When people ask me why I like Cincinnati so much, I’ll usually say something along the lines of it being a relatively safe and clean city with a great orchestra, several universities and a medical community involved in cutting-edge research, a baseball team with a rich winning tradition, and a football team that people aren’t ashamed to root for. I won’t mention that we were uncertain if Hell would get colder if the Bengals started winning back in the mid nineties, or the countless evenings I have spent with friends wandering aimlessly in Newport on the Levee struck with a painful bout of boredom.
I haven’t traveled extensively, but when I do, I always find myself making a list of ways Cincinnati is better than the place I’m visiting. When I was in the sweltering heat of Dallas, I constantly thought about the enjoyable variety of weather in Cincinnati. Miami, FL might be a vibrant and sunny destination, but it is riddled with corruption and a distinct class divide. Sometimes when I listen to Tupac rap about California, I wish I could remind him that the gas prices in Cincinnati are much more reasonable than they are in Oakland or San Diego, and that you can’t enjoy a black bean burrito from Skyline in San Francisco. But this opportunity has passed.

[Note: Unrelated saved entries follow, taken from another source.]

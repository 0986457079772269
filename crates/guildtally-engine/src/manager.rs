//! The counter manager: construction, startup, and the event listener.

use std::collections::HashMap;
use std::sync::Arc;

use tokio::sync::{Mutex, broadcast};
use tracing::{info, warn};

use guildtally_core::GuildId;
use guildtally_platform::{MemberEvent, PlatformClient};
use guildtally_storage::CounterStore;

use crate::cache::CounterCache;
use crate::config::CounterConfig;
use crate::error::SyncError;

/// Owns per-guild counter state and keeps cache, store, and platform in sync.
///
/// One manager exists per process. Commands and reconciliation may be called
/// from any task; reconcile passes for the same guild serialize behind a
/// per-guild lock.
pub struct CounterManager {
    pub(crate) platform: Arc<dyn PlatformClient>,
    pub(crate) store: Arc<dyn CounterStore>,
    pub(crate) cache: CounterCache,
    pub(crate) config: CounterConfig,
    guild_locks: Mutex<HashMap<GuildId, Arc<Mutex<()>>>>,
}

impl CounterManager {
    /// Creates a manager. Backend setup (schema or file creation) has
    /// already happened when the store was constructed.
    #[must_use]
    pub fn new(
        platform: Arc<dyn PlatformClient>,
        store: Arc<dyn CounterStore>,
        config: CounterConfig,
    ) -> Self {
        Self {
            platform,
            store,
            cache: CounterCache::new(),
            config: config.normalized(),
            guild_locks: Mutex::new(HashMap::new()),
        }
    }

    /// Creates a manager wrapped in an `Arc` for sharing.
    #[must_use]
    pub fn new_shared(
        platform: Arc<dyn PlatformClient>,
        store: Arc<dyn CounterStore>,
        config: CounterConfig,
    ) -> Arc<Self> {
        Arc::new(Self::new(platform, store, config))
    }

    /// Starts the manager: fills the cache from the store, spawns the
    /// membership-event listener, then runs one best-effort reconcile pass
    /// per guild the platform knows.
    ///
    /// # Errors
    ///
    /// Returns an error when the startup cache fill fails; a failing
    /// platform guild list only skips the sync pass.
    pub async fn start(self: &Arc<Self>) -> Result<(), SyncError> {
        let records = self.store.list_all().await?;
        info!(
            guilds = records.len(),
            backend = self.store.backend_name(),
            "filled counter cache"
        );
        self.cache.fill(records).await;

        // Subscribe before the sync pass so no event between the two is lost.
        let events = self.platform.events();
        let listener = Arc::clone(self);
        tokio::spawn(async move { listener.listen(events).await });

        match self.platform.known_guilds().await {
            Ok(guild_ids) => {
                for guild_id in guild_ids {
                    if !self.cache.contains(&guild_id).await {
                        continue;
                    }
                    if let Err(error) = self.reconcile(&guild_id).await {
                        warn!(guild = %guild_id, %error, "startup reconcile failed");
                    }
                }
            }
            Err(error) => {
                warn!(%error, "guild list unavailable, skipping startup sync");
            }
        }

        Ok(())
    }

    /// Consumes the membership-event feed and reconciles affected guilds.
    ///
    /// Each notification spawns its own reconcile task; bursts for the same
    /// guild queue up behind the per-guild lock.
    async fn listen(self: Arc<Self>, mut events: broadcast::Receiver<MemberEvent>) {
        loop {
            match events.recv().await {
                Ok(event) => {
                    if !self.cache.contains(&event.guild_id).await {
                        continue;
                    }
                    let manager = Arc::clone(&self);
                    tokio::spawn(async move {
                        if let Err(error) = manager.reconcile(&event.guild_id).await {
                            warn!(
                                guild = %event.guild_id,
                                %error,
                                "event-triggered reconcile failed"
                            );
                        }
                    });
                }
                Err(broadcast::error::RecvError::Lagged(skipped)) => {
                    warn!(skipped, "membership event stream lagged");
                }
                Err(broadcast::error::RecvError::Closed) => break,
            }
        }
    }

    /// Lock serializing reconcile passes for one guild.
    pub(crate) async fn guild_lock(&self, guild_id: &GuildId) -> Arc<Mutex<()>> {
        let mut locks = self.guild_locks.lock().await;
        Arc::clone(locks.entry(guild_id.clone()).or_default())
    }

    pub(crate) async fn drop_guild_lock(&self, guild_id: &GuildId) {
        self.guild_locks.lock().await.remove(guild_id);
    }
}
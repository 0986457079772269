//! Error types surfaced by counter commands and reconciliation.

use guildtally_platform::PlatformError;
use guildtally_storage::StorageError;

/// Errors surfaced by [`crate::CounterManager`] operations.
///
/// Best-effort store writes after a cache mutation are logged, not surfaced;
/// `Storage` only appears where a backend failure prevents an operation from
/// starting (the startup cache fill).
#[derive(Debug, thiserror::Error)]
pub enum SyncError {
    /// The guild has no counter record.
    #[error("Guild not registered: {guild_id}")]
    NotRegistered {
        /// The guild without a record.
        guild_id: String,
    },

    /// The guild already has a counter record.
    #[error("Guild already registered: {guild_id}")]
    AlreadyRegistered {
        /// The guild that is already set up.
        guild_id: String,
    },

    /// A platform call failed. Channels created before the failure remain
    /// and self-heal on the next reconcile pass.
    #[error(transparent)]
    Platform(#[from] PlatformError),

    /// A persistence failure outside the best-effort write path.
    #[error(transparent)]
    Storage(#[from] StorageError),
}

impl SyncError {
    /// Creates a new `NotRegistered` error.
    #[must_use]
    pub fn not_registered(guild_id: impl Into<String>) -> Self {
        Self::NotRegistered {
            guild_id: guild_id.into(),
        }
    }

    /// Creates a new `AlreadyRegistered` error.
    #[must_use]
    pub fn already_registered(guild_id: impl Into<String>) -> Self {
        Self::AlreadyRegistered {
            guild_id: guild_id.into(),
        }
    }

    /// Returns `true` if this is a not registered error.
    #[must_use]
    pub fn is_not_registered(&self) -> bool {
        matches!(self, Self::NotRegistered { .. })
    }

    /// Returns `true` if this is an already registered error.
    #[must_use]
    pub fn is_already_registered(&self) -> bool {
        matches!(self, Self::AlreadyRegistered { .. })
    }
}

Occasionally, foreigners will regale me with their experiences from their native lands. When I meet these people, I enjoy hearing their scintillating stories about their encounters with disgruntled tollbooth workers in the exotic countryside that is Michigan. Several of my friends recently returned from study abroad trips from countries such as Australia, Spain, and the UK. I’ve heard stories about the wild exploits in Madrid and the “nonstop partying” in Scotland. I don’t doubt that there are cities abroad which are more exciting than Cincinnati, but I’ve never heard of people from America boarding an overcrowded skiff with little food and water to go to London or Ibiza. I don’t think these cities would want or welcome our “tired, poor, huddled masses, yearning to breath freely.”
So I think it is safe to conclude that Cincinnati is and always will be the greatest city ever. If I ever find myself leaving Ohio for a lucrative and exciting job in sunny LA where I’d be surrounded by many attractive women, it would be reluctantly and I would make sure to return home to my plow immediately following successful completion of my work. I would tell everyone about how great Cincinnati is the same way foreigners have told me about their native land of Duluth.